For details on each pathogen, refer to the special issue related articles: Influenza encephalopathy (see pp. 101 and 103 of this issue), HHV-6 encephalitis/encephalopathy (see p. 104 of this issue), HSV encephalitis (see p. 105 of this issue), enterovirus (EV) encephalitis (see p. 107 of this issue), and tick-borne encephalitis/Japanese encephalitis/Zika virus infection/West Nile fever, including West Nile encephalitis (see p. 100 of this issue).
Fatal cases: Of the 5,302 acute encephalitis cases notified during the 12 years from 2007 to 2018, the patients in 217 (10-31 cases/year) were dead at the time of notification, accounting for 4% of the total. Of these, 147 were in patients younger than 15 years old, and the pathogens were influenza virus A (51), influenza virus B (10), rotavirus (9), HHV-6 (4), influenza virus (not typed) (4), CV (CVA2, CVA6, CVB3, CV not typed) (4), RS virus (3), adenovirus (1), EV (1), mumps virus (1), coagulase negative Staphylococci (1), and unknown (58). Seventy fatal cases were in patients 15 years or older, and the pathogens were influenza virus A (24), influenza virus B (11), influenza virus (not typed) (6), HSV (3), VZV(1), Group A Staphylococcus (1), ESBL-producing E. coli (1), Enterohemorrhagic E. coli O157 (VT1&VT2) (1), Rickettsia tsutsugamushi (1), and unknown (21). Most deaths were reported at the time of notification, and it is estimated that there are more.

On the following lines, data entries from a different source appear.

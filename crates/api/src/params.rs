//! Query-string parsing shared by the listing endpoints.

use serde::Deserialize;

use serac_avalanche::utxo::{SortBy, SortOrder, UtxoQuery, DEFAULT_PAGE_SIZE, MAX_PAGE_SIZE};
use serac_core::{ChainTag, Id32};

use crate::Error;

#[derive(Debug, Default, Deserialize)]
#[serde(rename_all = "camelCase")]
pub struct UtxoParams {
    pub addresses: Option<String>,
    pub page_size: Option<usize>,
    pub page_token: Option<String>,
    pub include_spent: Option<bool>,
    pub sort_by: Option<String>,
    pub sort_order: Option<String>,
    pub asset_id: Option<String>,
    pub min_utxo_amount: Option<String>,
    pub block_timestamp: Option<u64>,
}

pub fn split_addresses(raw: Option<&str>) -> Result<Vec<String>, Error> {
    let addresses: Vec<String> = raw
        .unwrap_or_default()
        .split(',')
        .map(str::trim)
        .filter(|s| !s.is_empty())
        .map(str::to_string)
        .collect();

    if addresses.is_empty() {
        return Err(Error::BadRequest("querystring/addresses is required"));
    }

    Ok(addresses)
}

impl UtxoParams {
    pub fn into_query(self, chain: ChainTag) -> Result<UtxoQuery, Error> {
        let addresses = split_addresses(self.addresses.as_deref())?;

        let page_size = self.page_size.unwrap_or(DEFAULT_PAGE_SIZE);
        if !(1..=MAX_PAGE_SIZE).contains(&page_size) {
            return Err(Error::BadRequest("querystring/pageSize must be in [1,100]"));
        }

        let sort_by = match self.sort_by.as_deref() {
            None | Some("timestamp") => SortBy::Timestamp,
            Some("amount") => SortBy::Amount,
            Some(_) => return Err(Error::BadRequest("querystring/sortBy must be timestamp or amount")),
        };

        let sort_order = match self.sort_order.as_deref() {
            None | Some("desc") => SortOrder::Desc,
            Some("asc") => SortOrder::Asc,
            Some(_) => return Err(Error::BadRequest("querystring/sortOrder must be asc or desc")),
        };

        let asset_id = match self.asset_id.as_deref() {
            None => None,
            Some(_) if chain == ChainTag::Platform => {
                return Err(Error::BadRequest("assetId filtering is not available on the p-chain"))
            }
            Some(text) => Some(
                Id32::from_cb58(text).map_err(|_| Error::BadRequest("invalid assetId"))?,
            ),
        };

        Ok(UtxoQuery {
            addresses,
            include_spent: self.include_spent.unwrap_or(false),
            asset_id,
            min_amount: self.min_utxo_amount,
            block_timestamp: self.block_timestamp,
            sort_by,
            sort_order,
            // certain X-chain timestamp listings serve unspent entries first
            unspent_first: chain == ChainTag::Exchange && sort_by == SortBy::Timestamp,
            page_size,
            page_token: self.page_token,
        })
    }
}

#[derive(Debug, Default, Deserialize)]
#[serde(rename_all = "camelCase")]
pub struct BalanceParams {
    pub addresses: Option<String>,
    pub block_timestamp: Option<u64>,
}

#[derive(Debug, Default, Deserialize)]
#[serde(rename_all = "camelCase")]
pub struct PageParams {
    pub page_size: Option<usize>,
}

impl PageParams {
    pub fn page_size(&self) -> Result<usize, Error> {
        let size = self.page_size.unwrap_or(DEFAULT_PAGE_SIZE);
        if !(1..=MAX_PAGE_SIZE).contains(&size) {
            return Err(Error::BadRequest("querystring/pageSize must be in [1,100]"));
        }
        Ok(size)
    }
}

#[derive(Debug, Default, Deserialize)]
#[serde(rename_all = "camelCase")]
pub struct RewardParams {
    pub addresses: Option<String>,
    pub page_size: Option<usize>,
}

pub fn now_unix() -> u64 {
    chrono::Utc::now().timestamp().max(0) as u64
}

Conclusions: It has become well informed that notification of all cases of acute encephalitis is mandatory, and the number of notified cases is increasing year by year. However, approximately 1,600 to 1,700 cases are estimated to occur annually in Japan (see p. 96 of this issue), which suggests the existence of unrecognized cases. It is a severe disease with the possibility of death and sequelae, and early diagnosis and treatment are essential. Detection and identification of pathogens are important when considering treatment and prevention, and require sample collection in the acute phase. Furthermore, to evaluate the causative pathogens, it is necessary for the clinical and examination departments to share information (see pp. 95, 96, and 97 of this issue). The significance of acute encephalitis surveillance is further expected to increase by linking active pathogen surveillance with clinical and epidemiological information in collaboration with medical institutions, public health centers, PHIs, and NIID.